WHAT IS NEEDED: Only these lines are needed: the first line of the entries below through the line with "let mut first_target: Option<String>", each returned exactly.

RECORDS:

/// Follows a chain of in-tree symlinks. Targets resolve against the
/// repository root; escaping the repository makes the link broken.
fn resolve_git_symlink(
    repo: &Repository,
    root: &Tree<'_>,
    link_repo_path: &str,
    rel_display: &str,
) -> Result<(Oid, i32), TreeError> {
    let mut hops: Vec<String> = Vec::new();
    let mut first_target: Option<String> = None;
    let mut last_target: Option<String> = None;
    let mut current = link_repo_path.to_string();
    loop {
        if hops.contains(&current) {
            return Err(TreeError::SymlinkCycle {
                from: rel_display.to_string(),
                to: first_target.unwrap_or_default(),
            });
        }
        let entry = match root.get_path(Path::new(&current)) {
            Ok(entry) => entry,
            Err(_) => {
                return Err(TreeError::BrokenSymlink {
                    from: rel_display.to_string(),
                    to: last_target.unwrap_or_else(|| current.clone()),
                });
            }
        };
        if entry.filemode() != FILEMODE_LINK {
            return Ok((entry.id(), entry.filemode()));
        }
        let blob = repo.find_blob(entry.id())?;
        let target = String::from_utf8_lossy(blob.content()).into_owned();
        if first_target.is_none() {
            first_target = Some(target.clone());
        }
        last_target = Some(target.clone());
        hops.push(current.clone());
        if target.starts_with('/') {
            return Err(TreeError::BrokenSymlink {
                from: rel_display.to_string(),
                to: target,
            });
        }
        let joined = posix::join(posix::dirname(&current), &target);
        match posix::normalize(&joined) {
            Ok(resolved) => current = resolved,
            // the target climbs out of the repository
            Err(_) => return Err(TreeError::UnsafeSequence(joined)),
        }
    }
}

/// Existence and listing queries against the filesystem view at a ref,
/// used by start-path resolution and descriptor loading.
pub enum TreeQuery<'a> {
    Git {
        repo: &'a Repository,
        root: Tree<'a>,
    },
    Dir {
        root: PathBuf,
    },
}

impl<'a> TreeQuery<'a> {
    pub fn at_commit(repo: &'a Repository, commit_oid: &str) -> Result<Self, TreeError> {
        let commit = repo.find_commit(Oid::from_str(commit_oid)?)?;
        Ok(TreeQuery::Git {
            repo,
            root: commit.tree()?,
        })
    }

    pub fn for_worktree(root: PathBuf) -> Self {
        TreeQuery::Dir { root }
    }

    pub fn is_dir(&self, path: &str) -> bool {
        if path.is_empty() {
            return true;
        }
        match self {
            TreeQuery::Git { root, .. } => root
                .get_path(Path::new(path))
                .is_ok_and(|entry| entry.filemode() == FILEMODE_TREE),
            TreeQuery::Dir { root } => root.join(path).is_dir(),
        }
    }

    pub fn is_file(&self, path: &str) -> bool {
        match self {
            TreeQuery::Git { root, .. } => root.get_path(Path::new(path)).is_ok_and(|entry| {
                matches!(
                    entry.filemode(),
                    FILEMODE_BLOB | FILEMODE_BLOB_GROUP_WRITABLE | FILEMODE_BLOB_EXECUTABLE
                )
            }),
            TreeQuery::Dir { root } => root.join(path).is_file(),
        }
    }

    pub fn read_file(&self, path: &str) -> Option<Vec<u8>> {
        match self {
            TreeQuery::Git { repo, root } => {
                let entry = root.get_path(Path::new(path)).ok()?;
                let blob = repo.find_blob(entry.id()).ok()?;
                Some(blob.content().to_vec())
            }
            TreeQuery::Dir { root } => std::fs::read(root.join(path)).ok(),
        }
    }

    /// Every directory path in the tree (POSIX, sorted), for glob-style
    /// start-path expansion. The `.git` directory never appears.
    pub fn list_dirs(&self) -> Vec<String> {
        let mut dirs = Vec::new();
        match self {
            TreeQuery::Git { repo, root } => {
                fn collect(
                    repo: &Repository,
                    tree: &Tree<'_>,
                    prefix: &str,
                    dirs: &mut Vec<String>,
                ) {
                    for entry in tree.iter() {
                        let Some(name) = entry.name() else { continue };
                        if entry.filemode() != FILEMODE_TREE {
                            continue;
                        }
                        let path = posix::join(prefix, name);
                        if let Ok(subtree) = repo.find_tree(entry.id()) {
                            collect(repo, &subtree, &path, dirs);
                        }
                        dirs.push(path);
                    }
                }
                collect(repo, root, "", &mut dirs);
            }
            TreeQuery::Dir { root } => {
                fn collect(dir: &Path, prefix: &str, dirs: &mut Vec<String>) {
                    let Ok(entries) = std::fs::read_dir(dir) else {
                        return;
                    };
                    for entry in entries.flatten() {
                        let Some(name) = entry.file_name().to_str().map(str::to_string) else {
                            continue;
                        };
                        if name == ".git" {
                            continue;
                        }
                        let path_abs = entry.path();
                        if !path_abs.is_dir() {
                            continue;
                        }
                        let path = posix::join(prefix, &name);
                        collect(&path_abs, &path, dirs);
                        dirs.push(path);
                    }
                }
                collect(root, "", &mut dirs);
            }
        }
        dirs.sort();
        dirs
    }

}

COMPLETED TASK:
/// Follows a chain of in-tree symlinks. Targets resolve against the
/// repository root; escaping the repository makes the link broken.
fn resolve_git_symlink(
    repo: &Repository,
    root: &Tree<'_>,
    link_repo_path: &str,
    rel_display: &str,
) -> Result<(Oid, i32), TreeError> {
    let mut hops: Vec<String> = Vec::new();
    let mut first_target: Option<String> = None;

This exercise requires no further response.